The records:
────────────────────────────────────────

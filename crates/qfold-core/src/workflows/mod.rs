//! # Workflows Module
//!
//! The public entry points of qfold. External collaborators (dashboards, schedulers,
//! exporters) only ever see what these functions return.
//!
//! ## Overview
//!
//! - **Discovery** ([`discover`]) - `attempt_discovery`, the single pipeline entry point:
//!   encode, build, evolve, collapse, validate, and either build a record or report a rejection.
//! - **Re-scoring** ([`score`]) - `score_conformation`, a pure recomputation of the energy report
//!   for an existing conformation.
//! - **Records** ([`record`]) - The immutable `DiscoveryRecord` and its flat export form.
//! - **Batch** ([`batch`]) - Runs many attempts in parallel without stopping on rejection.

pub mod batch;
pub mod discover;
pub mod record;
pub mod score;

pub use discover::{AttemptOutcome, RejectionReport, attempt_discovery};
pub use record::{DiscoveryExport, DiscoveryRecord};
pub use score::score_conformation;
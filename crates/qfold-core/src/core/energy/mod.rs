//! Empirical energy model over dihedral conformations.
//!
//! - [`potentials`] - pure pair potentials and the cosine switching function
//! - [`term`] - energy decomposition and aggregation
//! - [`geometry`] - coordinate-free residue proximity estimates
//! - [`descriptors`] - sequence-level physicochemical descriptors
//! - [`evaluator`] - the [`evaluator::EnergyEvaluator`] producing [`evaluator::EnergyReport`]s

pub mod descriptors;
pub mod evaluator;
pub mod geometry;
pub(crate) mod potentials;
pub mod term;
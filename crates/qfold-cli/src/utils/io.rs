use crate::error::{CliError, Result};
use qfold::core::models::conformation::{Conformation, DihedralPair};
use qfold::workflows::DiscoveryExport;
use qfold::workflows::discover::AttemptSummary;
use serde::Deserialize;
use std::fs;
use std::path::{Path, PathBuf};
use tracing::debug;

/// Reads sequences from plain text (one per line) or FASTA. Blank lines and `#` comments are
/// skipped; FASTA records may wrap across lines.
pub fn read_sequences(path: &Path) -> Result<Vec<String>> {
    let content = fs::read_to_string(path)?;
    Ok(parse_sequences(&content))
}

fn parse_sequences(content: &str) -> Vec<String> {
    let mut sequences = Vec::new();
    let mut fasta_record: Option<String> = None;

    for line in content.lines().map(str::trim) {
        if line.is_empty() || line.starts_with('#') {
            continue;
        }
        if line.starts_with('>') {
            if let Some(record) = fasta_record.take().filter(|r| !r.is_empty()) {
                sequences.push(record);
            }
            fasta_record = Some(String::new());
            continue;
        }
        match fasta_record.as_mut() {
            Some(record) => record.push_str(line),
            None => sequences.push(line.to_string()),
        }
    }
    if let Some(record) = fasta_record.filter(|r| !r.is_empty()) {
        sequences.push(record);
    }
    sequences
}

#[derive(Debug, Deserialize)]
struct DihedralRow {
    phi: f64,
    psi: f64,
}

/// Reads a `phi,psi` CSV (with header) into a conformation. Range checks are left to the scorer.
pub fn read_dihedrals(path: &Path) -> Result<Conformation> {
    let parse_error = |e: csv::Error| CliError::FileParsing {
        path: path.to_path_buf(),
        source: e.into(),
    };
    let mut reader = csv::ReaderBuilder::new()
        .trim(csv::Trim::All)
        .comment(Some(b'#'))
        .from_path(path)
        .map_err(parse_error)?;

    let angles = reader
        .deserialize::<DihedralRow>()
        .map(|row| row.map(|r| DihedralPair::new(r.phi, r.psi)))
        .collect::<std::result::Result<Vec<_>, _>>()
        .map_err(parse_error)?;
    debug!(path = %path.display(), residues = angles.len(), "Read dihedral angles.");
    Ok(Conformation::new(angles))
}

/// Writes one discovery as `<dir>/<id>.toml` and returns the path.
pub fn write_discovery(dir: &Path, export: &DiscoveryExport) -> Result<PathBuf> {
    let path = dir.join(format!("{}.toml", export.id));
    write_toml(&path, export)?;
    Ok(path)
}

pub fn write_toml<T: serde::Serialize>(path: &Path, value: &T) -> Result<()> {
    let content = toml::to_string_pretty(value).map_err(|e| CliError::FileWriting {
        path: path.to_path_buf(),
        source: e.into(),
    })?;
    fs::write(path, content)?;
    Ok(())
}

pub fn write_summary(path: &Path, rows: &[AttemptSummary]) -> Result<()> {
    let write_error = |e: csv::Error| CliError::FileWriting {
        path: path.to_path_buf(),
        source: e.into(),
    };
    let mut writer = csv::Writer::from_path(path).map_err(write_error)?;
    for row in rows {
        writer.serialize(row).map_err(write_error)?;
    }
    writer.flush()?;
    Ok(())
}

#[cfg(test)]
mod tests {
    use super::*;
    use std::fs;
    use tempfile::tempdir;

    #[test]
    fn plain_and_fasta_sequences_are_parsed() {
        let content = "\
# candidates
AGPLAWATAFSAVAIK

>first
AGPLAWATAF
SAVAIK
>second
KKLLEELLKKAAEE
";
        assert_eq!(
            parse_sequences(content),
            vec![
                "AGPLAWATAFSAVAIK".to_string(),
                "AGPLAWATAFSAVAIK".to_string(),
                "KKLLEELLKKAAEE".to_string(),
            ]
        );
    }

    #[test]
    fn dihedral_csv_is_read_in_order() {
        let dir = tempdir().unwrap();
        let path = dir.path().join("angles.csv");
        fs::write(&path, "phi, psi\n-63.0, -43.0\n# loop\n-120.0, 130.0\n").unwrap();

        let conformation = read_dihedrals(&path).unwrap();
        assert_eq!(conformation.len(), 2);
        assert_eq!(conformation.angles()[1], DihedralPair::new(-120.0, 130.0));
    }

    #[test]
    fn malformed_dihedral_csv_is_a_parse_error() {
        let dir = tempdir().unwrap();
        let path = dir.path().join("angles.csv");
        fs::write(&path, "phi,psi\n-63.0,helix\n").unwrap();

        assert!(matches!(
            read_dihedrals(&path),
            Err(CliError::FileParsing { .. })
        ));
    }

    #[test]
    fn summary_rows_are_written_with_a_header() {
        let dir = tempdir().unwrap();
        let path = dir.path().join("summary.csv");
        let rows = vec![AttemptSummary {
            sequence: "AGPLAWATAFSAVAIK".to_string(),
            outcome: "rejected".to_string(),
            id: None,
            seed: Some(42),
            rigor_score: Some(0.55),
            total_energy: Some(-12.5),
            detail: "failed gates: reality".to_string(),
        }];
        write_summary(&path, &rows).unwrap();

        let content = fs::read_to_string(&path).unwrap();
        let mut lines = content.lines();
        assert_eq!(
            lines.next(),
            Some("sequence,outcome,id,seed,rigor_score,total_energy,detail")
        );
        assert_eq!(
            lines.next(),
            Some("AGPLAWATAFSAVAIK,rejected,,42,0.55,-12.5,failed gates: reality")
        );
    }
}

────────────────────────────────────────

What is expected:
Retype each entry exactly, leaving none of them out.

Task answer:
filename crates/qfold-core/src/workflows/mod.rs
//! # Workflows Module
//!
//! The public entry points of qfold. External collaborators (dashboards, schedulers,
//! exporters) only ever see what these functions return.
//!
//! ## Overview
//!
//! - **Discovery** ([`discover`]) - `attempt_discovery`, the single pipeline entry point:
//!   encode, build, evolve, collapse, validate, and either build a record or report a rejection.
//! - **Re-scoring** ([`score`]) - `score_conformation`, a pure recomputation of the energy report
//!   for an existing conformation.
//! - **Records** ([`record`]) - The immutable `DiscoveryRecord` and its flat export form.
//! - **Batch** ([`batch`]) - Runs many attempts in parallel without stopping on rejection.

pub mod batch;
pub mod discover;
pub mod record;
pub mod score;

pub use discover::{AttemptOutcome, RejectionReport, attempt_discovery};
pub use record::{DiscoveryExport, DiscoveryRecord};
pub use score::score_conformation;
filename crates/qfold-core/src/core/energy/mod.rs
//! Empirical energy model over dihedral conformations.
//!
//! - [`potentials`] - pure pair potentials and the cosine switching function
//! - [`term`] - energy decomposition and aggregation
//! - [`geometry`] - coordinate-free residue proximity estimates
//! - [`descriptors`] - sequence-level physicochemical descriptors
//! - [`evaluator`] - the [`evaluator::EnergyEvaluator`] producing [`evaluator::EnergyReport`]s

pub mod descriptors;
pub mod evaluator;
pub mod geometry;
pub(crate) mod potentials;
pub mod term;
filename crates/qfold-cli/src/utils/io.rs
use crate::error::{CliError, Result};
use qfold::core::models::conformation::{Conformation, DihedralPair};
use qfold::workflows::DiscoveryExport;
use qfold::workflows::discover::AttemptSummary;
use serde::Deserialize;
use std::fs;
use std::path::{Path, PathBuf};
use tracing::debug;

/// Reads sequences from plain text (one per line) or FASTA. Blank lines and `#` comments are
/// skipped; FASTA records may wrap across lines.
pub fn read_sequences(path: &Path) -> Result<Vec<String>> {
    let content = fs::read_to_string(path)?;
    Ok(parse_sequences(&content))
}

fn parse_sequences(content: &str) -> Vec<String> {
    let mut sequences = Vec::new();
    let mut fasta_record: Option<String> = None;

    for line in content.lines().map(str::trim) {
        if line.is_empty() || line.starts_with('#') {
            continue;
        }
        if line.starts_with('>') {
            if let Some(record) = fasta_record.take().filter(|r| !r.is_empty()) {
                sequences.push(record);
            }
            fasta_record = Some(String::new());
            continue;
        }
        match fasta_record.as_mut() {
            Some(record) => record.push_str(line),
            None => sequences.push(line.to_string()),
        }
    }
    if let Some(record) = fasta_record.filter(|r| !r.is_empty()) {
        sequences.push(record);
    }
    sequences
}

#[derive(Debug, Deserialize)]
struct DihedralRow {
    phi: f64,
    psi: f64,
}

/// Reads a `phi,psi` CSV (with header) into a conformation. Range checks are left to the scorer.
pub fn read_dihedrals(path: &Path) -> Result<Conformation> {
    let parse_error = |e: csv::Error| CliError::FileParsing {
        path: path.to_path_buf(),
        source: e.into(),
    };
    let mut reader = csv::ReaderBuilder::new()
        .trim(csv::Trim::All)
        .comment(Some(b'#'))
        .from_path(path)
        .map_err(parse_error)?;

    let angles = reader
        .deserialize::<DihedralRow>()
        .map(|row| row.map(|r| DihedralPair::new(r.phi, r.psi)))
        .collect::<std::result::Result<Vec<_>, _>>()
        .map_err(parse_error)?;
    debug!(path = %path.display(), residues = angles.len(), "Read dihedral angles.");
    Ok(Conformation::new(angles))
}

/// Writes one discovery as `<dir>/<id>.toml` and returns the path.
pub fn write_discovery(dir: &Path, export: &DiscoveryExport) -> Result<PathBuf> {
    let path = dir.join(format!("{}.toml", export.id));
    write_toml(&path, export)?;
    Ok(path)
}

pub fn write_toml<T: serde::Serialize>(path: &Path, value: &T) -> Result<()> {
    let content = toml::to_string_pretty(value).map_err(|e| CliError::FileWriting {
        path: path.to_path_buf(),
        source: e.into(),
    })?;
    fs::write(path, content)?;
    Ok(())
}

pub fn write_summary(path: &Path, rows: &[AttemptSummary]) -> Result<()> {
    let write_error = |e: csv::Error| CliError::FileWriting {
        path: path.to_path_buf(),
        source: e.into(),
    };
    let mut writer = csv::Writer::from_path(path).map_err(write_error)?;
    for row in rows {
        writer.serialize(row).map_err(write_error)?;
    }
    writer.flush()?;
    Ok(())
}

#[cfg(test)]
mod tests {
    use super::*;
    use std::fs;
    use tempfile::tempdir;

    #[test]
    fn plain_and_fasta_sequences_are_parsed() {
        let content = "\
# candidates
AGPLAWATAFSAVAIK

>first
AGPLAWATAF
SAVAIK
>second
KKLLEELLKKAAEE
";
        assert_eq!(
            parse_sequences(content),
            vec![
                "AGPLAWATAFSAVAIK".to_string(),
                "AGPLAWATAFSAVAIK".to_string(),
                "KKLLEELLKKAAEE".to_string(),
            ]
        );
    }

    #[test]
    fn dihedral_csv_is_read_in_order() {
        let dir = tempdir().unwrap();
        let path = dir.path().join("angles.csv");
        fs::write(&path, "phi, psi\n-63.0, -43.0\n# loop\n-120.0, 130.0\n").unwrap();

        let conformation = read_dihedrals(&path).unwrap();
        assert_eq!(conformation.len(), 2);
        assert_eq!(conformation.angles()[1], DihedralPair::new(-120.0, 130.0));
    }

    #[test]
    fn malformed_dihedral_csv_is_a_parse_error() {
        let dir = tempdir().unwrap();
        let path = dir.path().join("angles.csv");
        fs::write(&path, "phi,psi\n-63.0,helix\n").unwrap();

        assert!(matches!(
            read_dihedrals(&path),
            Err(CliError::FileParsing { .. })
        ));
    }

    #[test]
    fn summary_rows_are_written_with_a_header() {
        let dir = tempdir().unwrap();
        let path = dir.path().join("summary.csv");
        let rows = vec![AttemptSummary {
            sequence: "AGPLAWATAFSAVAIK".to_string(),
            outcome: "rejected".to_string(),
            id: None,
            seed: Some(42),
            rigor_score: Some(0.55),
            total_energy: Some(-12.5),
            detail: "failed gates: reality".to_string(),
        }];
        write_summary(&path, &rows).unwrap();

        let content = fs::read_to_string(&path).unwrap();
        let mut lines = content.lines();
        assert_eq!(
            lines.next(),
            Some("sequence,outcome,id,seed,rigor_score,total_energy,detail")
        );
        assert_eq!(
            lines.next(),
            Some("AGPLAWATAFSAVAIK,rejected,,42,0.55,-12.5,failed gates: reality")
        );
    }
}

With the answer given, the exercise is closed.